Extracted entries Start Marker

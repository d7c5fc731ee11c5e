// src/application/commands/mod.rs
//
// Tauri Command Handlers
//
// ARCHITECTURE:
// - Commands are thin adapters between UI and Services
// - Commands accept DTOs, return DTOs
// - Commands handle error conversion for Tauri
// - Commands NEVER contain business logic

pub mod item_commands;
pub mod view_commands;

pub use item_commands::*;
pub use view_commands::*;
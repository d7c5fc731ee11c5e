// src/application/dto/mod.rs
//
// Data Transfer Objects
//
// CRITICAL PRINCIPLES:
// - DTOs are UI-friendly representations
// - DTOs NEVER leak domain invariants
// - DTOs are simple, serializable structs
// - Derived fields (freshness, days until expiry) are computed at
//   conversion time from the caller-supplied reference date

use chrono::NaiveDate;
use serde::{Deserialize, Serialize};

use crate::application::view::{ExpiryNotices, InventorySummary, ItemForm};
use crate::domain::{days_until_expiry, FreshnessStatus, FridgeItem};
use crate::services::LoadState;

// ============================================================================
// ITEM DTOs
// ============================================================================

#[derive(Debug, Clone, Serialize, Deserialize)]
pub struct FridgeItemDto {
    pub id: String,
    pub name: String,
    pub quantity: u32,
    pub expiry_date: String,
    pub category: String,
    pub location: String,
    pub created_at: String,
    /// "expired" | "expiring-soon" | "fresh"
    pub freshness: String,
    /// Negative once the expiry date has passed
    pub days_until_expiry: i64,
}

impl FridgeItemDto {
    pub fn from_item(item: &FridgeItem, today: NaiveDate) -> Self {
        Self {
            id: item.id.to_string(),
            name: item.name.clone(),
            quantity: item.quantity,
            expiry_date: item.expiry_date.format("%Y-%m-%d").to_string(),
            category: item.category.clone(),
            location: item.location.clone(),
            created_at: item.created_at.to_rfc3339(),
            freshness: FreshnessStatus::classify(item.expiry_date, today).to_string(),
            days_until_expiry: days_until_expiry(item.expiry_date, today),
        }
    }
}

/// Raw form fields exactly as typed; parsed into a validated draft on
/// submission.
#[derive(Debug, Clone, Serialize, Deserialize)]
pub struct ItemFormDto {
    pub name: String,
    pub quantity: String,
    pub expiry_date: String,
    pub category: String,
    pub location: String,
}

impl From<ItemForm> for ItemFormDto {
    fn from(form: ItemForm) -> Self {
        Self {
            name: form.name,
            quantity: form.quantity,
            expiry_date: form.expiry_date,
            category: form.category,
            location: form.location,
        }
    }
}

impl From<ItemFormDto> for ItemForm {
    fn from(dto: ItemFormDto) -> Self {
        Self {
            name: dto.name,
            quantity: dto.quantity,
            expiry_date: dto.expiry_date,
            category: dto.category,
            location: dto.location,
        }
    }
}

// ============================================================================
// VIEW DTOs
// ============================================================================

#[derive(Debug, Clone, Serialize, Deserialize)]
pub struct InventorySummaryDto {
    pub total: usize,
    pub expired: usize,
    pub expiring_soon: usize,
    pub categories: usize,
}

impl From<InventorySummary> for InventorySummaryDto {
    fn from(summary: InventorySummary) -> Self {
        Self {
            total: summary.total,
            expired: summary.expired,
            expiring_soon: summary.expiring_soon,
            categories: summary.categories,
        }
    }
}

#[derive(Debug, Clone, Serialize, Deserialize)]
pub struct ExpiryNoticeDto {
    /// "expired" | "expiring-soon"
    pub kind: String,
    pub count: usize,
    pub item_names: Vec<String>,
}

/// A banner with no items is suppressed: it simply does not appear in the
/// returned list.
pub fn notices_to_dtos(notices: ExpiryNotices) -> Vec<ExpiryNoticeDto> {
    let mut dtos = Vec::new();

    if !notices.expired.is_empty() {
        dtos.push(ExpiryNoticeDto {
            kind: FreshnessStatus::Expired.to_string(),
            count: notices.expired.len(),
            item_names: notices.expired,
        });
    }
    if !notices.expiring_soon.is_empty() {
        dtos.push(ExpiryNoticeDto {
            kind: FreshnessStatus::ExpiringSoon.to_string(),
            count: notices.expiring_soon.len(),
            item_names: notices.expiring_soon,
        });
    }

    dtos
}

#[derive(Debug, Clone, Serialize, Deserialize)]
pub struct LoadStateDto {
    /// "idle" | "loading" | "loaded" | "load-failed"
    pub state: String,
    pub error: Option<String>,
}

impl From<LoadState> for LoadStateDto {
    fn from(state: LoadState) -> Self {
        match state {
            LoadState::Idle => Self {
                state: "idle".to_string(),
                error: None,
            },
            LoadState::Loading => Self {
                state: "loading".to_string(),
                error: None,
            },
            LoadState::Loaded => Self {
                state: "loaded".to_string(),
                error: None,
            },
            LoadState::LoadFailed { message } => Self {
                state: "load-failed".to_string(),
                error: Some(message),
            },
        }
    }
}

Extracted entries End Marker
Extracted entries Start Marker

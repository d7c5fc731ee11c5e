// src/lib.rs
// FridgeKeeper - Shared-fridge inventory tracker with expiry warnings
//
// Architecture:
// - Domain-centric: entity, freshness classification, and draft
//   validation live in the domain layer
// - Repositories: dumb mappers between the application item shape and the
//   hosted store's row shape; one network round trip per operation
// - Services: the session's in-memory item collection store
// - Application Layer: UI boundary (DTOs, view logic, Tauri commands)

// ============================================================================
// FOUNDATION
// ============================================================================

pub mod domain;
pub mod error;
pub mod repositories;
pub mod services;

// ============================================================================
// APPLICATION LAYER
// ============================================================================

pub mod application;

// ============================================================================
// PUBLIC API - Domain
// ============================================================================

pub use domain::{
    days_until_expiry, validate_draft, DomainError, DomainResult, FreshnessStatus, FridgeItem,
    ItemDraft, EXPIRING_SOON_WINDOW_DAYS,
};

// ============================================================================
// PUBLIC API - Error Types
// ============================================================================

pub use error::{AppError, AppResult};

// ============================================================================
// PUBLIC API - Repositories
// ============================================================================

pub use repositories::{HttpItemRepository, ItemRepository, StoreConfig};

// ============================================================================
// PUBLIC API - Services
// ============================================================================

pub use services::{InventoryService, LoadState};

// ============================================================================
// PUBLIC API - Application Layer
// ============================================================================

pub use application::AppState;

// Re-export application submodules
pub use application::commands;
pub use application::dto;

Extracted entries End Marker

#### What to do:
Every line with "Tauri" in it should be copied from the entries.

#### Task output:
// Tauri Command Handlers
// - Commands handle error conversion for Tauri
// - Application Layer: UI boundary (DTOs, view logic, Tauri commands)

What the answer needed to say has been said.